Ask The Paris Review

I’m having trouble finding nature poems that deal with outer space (planets, galaxies, and weird phenomena like black holes, and so on). Has a true artist ever written on this theme? It would have to be someone with intellect and sensibility, not just a pop sci-fi writer. Thanks so much for any suggestions. —Alex

The book you are looking for—at least, one of them—is The Cosmos Poems, by Frederick Seidel. Weird phenomena abound.

A sample:

It is the invisible
Dark matter we are not made of
That I am afraid of.
Most of the universe consists of this.

I put a single normal ice cube
In my drink.
It weighs one hundred million tons.
It is a sample from the densest star.

I read my way across
The awe I wrote
That you are reading now.
I can’t believe that you are there

Except you are …

Dear Mr. Stein,

Recently my dear old dad has requested a “good book” for his sixty-first birthday. In the past, as far as fiction is concerned, he’s seemed especially drawn to the classics, such as Ulysses, Moby-Dick, the poetry of William Butler Yeats, and anything else one might read as an English-lit major. Understandably, he’s now going through a bit of a literary midlife crisis and is looking for some excitement. What contemporary works would you suggest to reawaken his intellectual spirit and introduce him to the fiction of the twenty-first century? Best Wishes, Jemima M.

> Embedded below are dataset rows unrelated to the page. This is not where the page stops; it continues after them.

//! # SubscriberSet: non-blocking fan-out over multiple subscribers.
//!
//! [`SubscriberSet`] distributes each [`Event`](crate::events::Event) to
//! multiple subscribers **without awaiting** their processing.
//!
//! ## What it guarantees
//! - `emit(&Event)` returns immediately.
//! - Per-subscriber FIFO (queue order).
//! - Panics inside subscribers are caught and logged (isolation).
//!
//! ## What it does **not** guarantee
//! - No global ordering across different subscribers.
//! - No retries on per-subscriber queue overflow (events are dropped for
//!   that subscriber).
//!
//! ## Diagram
//! ```text
//!    emit(&Event)
//!        │                        (Arc-clone per subscriber)
//!        ├────────────────► [queue S1] ─► worker S1 ─► on_event()
//!        ├────────────────► [queue S2] ─► worker S2 ─► on_event()
//!        └────────────────► [queue SN] ─► worker SN ─► on_event()
//! ```

use std::sync::Arc;

use futures::FutureExt;
use tokio::{sync::mpsc, task::JoinHandle};

use crate::events::Event;

use super::Subscribe;

/// Per-subscriber channel with metadata.
struct SubscriberChannel {
    name: &'static str,
    sender: mpsc::Sender<Arc<Event>>,
}

/// Composite fan-out with per-subscriber bounded queues and worker tasks.
pub struct SubscriberSet {
    channels: Vec<SubscriberChannel>,
    workers: Vec<JoinHandle<()>>,
}

impl SubscriberSet {
    /// Creates a new set and spawns one worker per subscriber.
    #[must_use]
    pub fn new(subs: Vec<Arc<dyn Subscribe>>) -> Self {
        let mut channels = Vec::with_capacity(subs.len());
        let mut workers = Vec::with_capacity(subs.len());

        for sub in subs {
            let cap = sub.queue_capacity().max(1);
            let name = sub.name();
            let (tx, mut rx) = mpsc::channel::<Arc<Event>>(cap);
            let s = Arc::clone(&sub);

            let handle = tokio::spawn(async move {
                while let Some(ev) = rx.recv().await {
                    let fut = s.on_event(ev.as_ref());
                    if let Err(panic_err) = std::panic::AssertUnwindSafe(fut).catch_unwind().await {
                        tracing::warn!(subscriber = s.name(), ?panic_err, "subscriber panicked");
                    }
                }
            });

            channels.push(SubscriberChannel { name, sender: tx });
            workers.push(handle);
        }

        Self { channels, workers }
    }

    /// Fan-out one event to all subscribers (non-blocking).
    ///
    /// If a subscriber's queue is full or closed, the event is dropped for
    /// it and a warning is logged with the subscriber's name.
    pub fn emit(&self, event: &Event) {
        let ev = Arc::new(event.clone());
        for channel in &self.channels {
            match channel.sender.try_send(Arc::clone(&ev)) {
                Ok(()) => {}
                Err(mpsc::error::TrySendError::Full(_)) => {
                    tracing::warn!(subscriber = channel.name, "dropped event: queue full");
                }
                Err(mpsc::error::TrySendError::Closed(_)) => {
                    tracing::warn!(subscriber = channel.name, "dropped event: worker closed");
                }
            }
        }
    }

    /// Graceful shutdown: close all queues and await worker completion.
    pub async fn shutdown(self) {
        drop(self.channels);
        for h in self.workers {
            let _ = h.await;
        }
    }

    /// True if there are no subscribers.
    #[must_use]
    pub fn is_empty(&self) -> bool {
        self.channels.is_empty()
    }

    /// Number of subscribers.
    #[must_use]
    pub fn len(&self) -> usize {
        self.channels.len()
    }
}

#[cfg(test)]
mod tests {
    use super::*;
    use crate::events::EventKind;
    use async_trait::async_trait;
    use std::sync::atomic::{AtomicUsize, Ordering};

    struct Counter {
        seen: AtomicUsize,
    }

    #[async_trait]
    impl Subscribe for Counter {
        async fn on_event(&self, _event: &Event) {
            self.seen.fetch_add(1, Ordering::SeqCst);
        }

        fn name(&self) -> &'static str {
            "counter"
        }
    }

    #[tokio::test]
    async fn events_reach_every_subscriber() {
        let a = Arc::new(Counter {
            seen: AtomicUsize::new(0),
        });
        let b = Arc::new(Counter {
            seen: AtomicUsize::new(0),
        });
        let set = SubscriberSet::new(vec![a.clone() as Arc<dyn Subscribe>, b.clone()]);
        assert_eq!(set.len(), 2);

        for _ in 0..3 {
            set.emit(&Event::now(EventKind::StreamStarting).with_stream("cam-1"));
        }
        set.shutdown().await;

        assert_eq!(a.seen.load(Ordering::SeqCst), 3);
        assert_eq!(b.seen.load(Ordering::SeqCst), 3);
    }

    struct Panicker;

    #[async_trait]
    impl Subscribe for Panicker {
        async fn on_event(&self, _event: &Event) {
            panic!("boom");
        }

        fn name(&self) -> &'static str {
            "panicker"
        }
    }

    #[tokio::test]
    async fn panicking_subscriber_does_not_poison_others() {
        let ok = Arc::new(Counter {
            seen: AtomicUsize::new(0),
        });
        let set = SubscriberSet::new(vec![Arc::new(Panicker) as Arc<dyn Subscribe>, ok.clone()]);

        set.emit(&Event::now(EventKind::StreamStarting));
        set.emit(&Event::now(EventKind::StreamStopped));
        set.shutdown().await;

        assert_eq!(ok.seen.load(Ordering::SeqCst), 2);
    }
}
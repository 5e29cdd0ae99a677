//! # Liveness prober.
//!
//! [`probe`] answers one question: does anything accept a TCP connection at
//! the source endpoint right now? It opens a transport connection with a
//! bounded timeout, drops it immediately on success, and collapses every
//! failure path (refused, unroutable, DNS failure, timeout) to `false`.
//!
//! The prober is deliberately a boolean gate, not a diagnostic tool: the
//! restart protocol only needs to know whether restarting the relay has any
//! chance of succeeding.

use std::time::Duration;

use tokio::net::TcpStream;
use tokio::time;

/// Probes `host:port` with the given timeout.
///
/// Resolves `true` on a successful connect (the connection is released
/// immediately; the port is never held open), `false` on any error or once
/// `timeout` elapses. Never returns an error.
pub async fn probe(host: &str, port: u16, timeout: Duration) -> bool {
    match time::timeout(timeout, TcpStream::connect((host, port))).await {
        Ok(Ok(stream)) => {
            drop(stream);
            true
        }
        // Connect error or timeout: the caller only needs the gate.
        Ok(Err(_)) | Err(_) => false,
    }
}

#[cfg(test)]
mod tests {
    use super::*;
    use tokio::net::TcpListener;

    #[tokio::test]
    async fn reachable_endpoint_resolves_true() {
        let listener = TcpListener::bind("127.0.0.1:0").await.unwrap();
        let port = listener.local_addr().unwrap().port();

        assert!(probe("127.0.0.1", port, Duration::from_secs(3)).await);

        // The probe released its connection; the listener can still accept.
        drop(listener);
    }

    #[tokio::test]
    async fn refused_endpoint_resolves_false() {
        // Bind-then-drop guarantees the port is closed.
        let listener = TcpListener::bind("127.0.0.1:0").await.unwrap();
        let port = listener.local_addr().unwrap().port();
        drop(listener);

        assert!(!probe("127.0.0.1", port, Duration::from_secs(3)).await);
    }

    #[tokio::test]
    async fn unresolvable_host_resolves_false() {
        assert!(!probe("camera.invalid", 554, Duration::from_millis(500)).await);
    }

    #[tokio::test]
    async fn unreachable_host_resolves_false_within_timeout() {
        // RFC 5737 TEST-NET address: never routable, forces the timeout path.
        let started = std::time::Instant::now();
        let alive = probe("192.0.2.1", 554, Duration::from_millis(200)).await;
        assert!(!alive);
        assert!(started.elapsed() < Duration::from_secs(2));
    }
}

If we start with your father’s predilection for Ulysses and Moby-Dick, and if by “good book” we assume your father means a big, ambitious novel with what Alex calls “intellect and sensibility”—and a real story to tell—I suggest Hilary Mantel’s Booker winner Wolf Hall, a historical novel about the court of Henry VIII that makes brilliant use of old-fashioned modernist stream-of-consciousness and at the same time, in its handling of private life between the sexes, is very much of our century. I suspect your father might also like either of Jonathan Franzen’s last two novels, The Corrections or Freedom. Or Péter Nádas’s complex, tricky, very inward family saga of Hungarian intellectuals in the late twentieth century, A Book of Memories. (My mother loved this one.)

At the very top of the list I’d put Norman Rush’s Mortals, the story of a middle-aged CIA agent, undercover as a Milton scholar at a university in Botswana, facing hard changes in his career and his marriage.

Read a few pages of each; I bet one will have his name on it.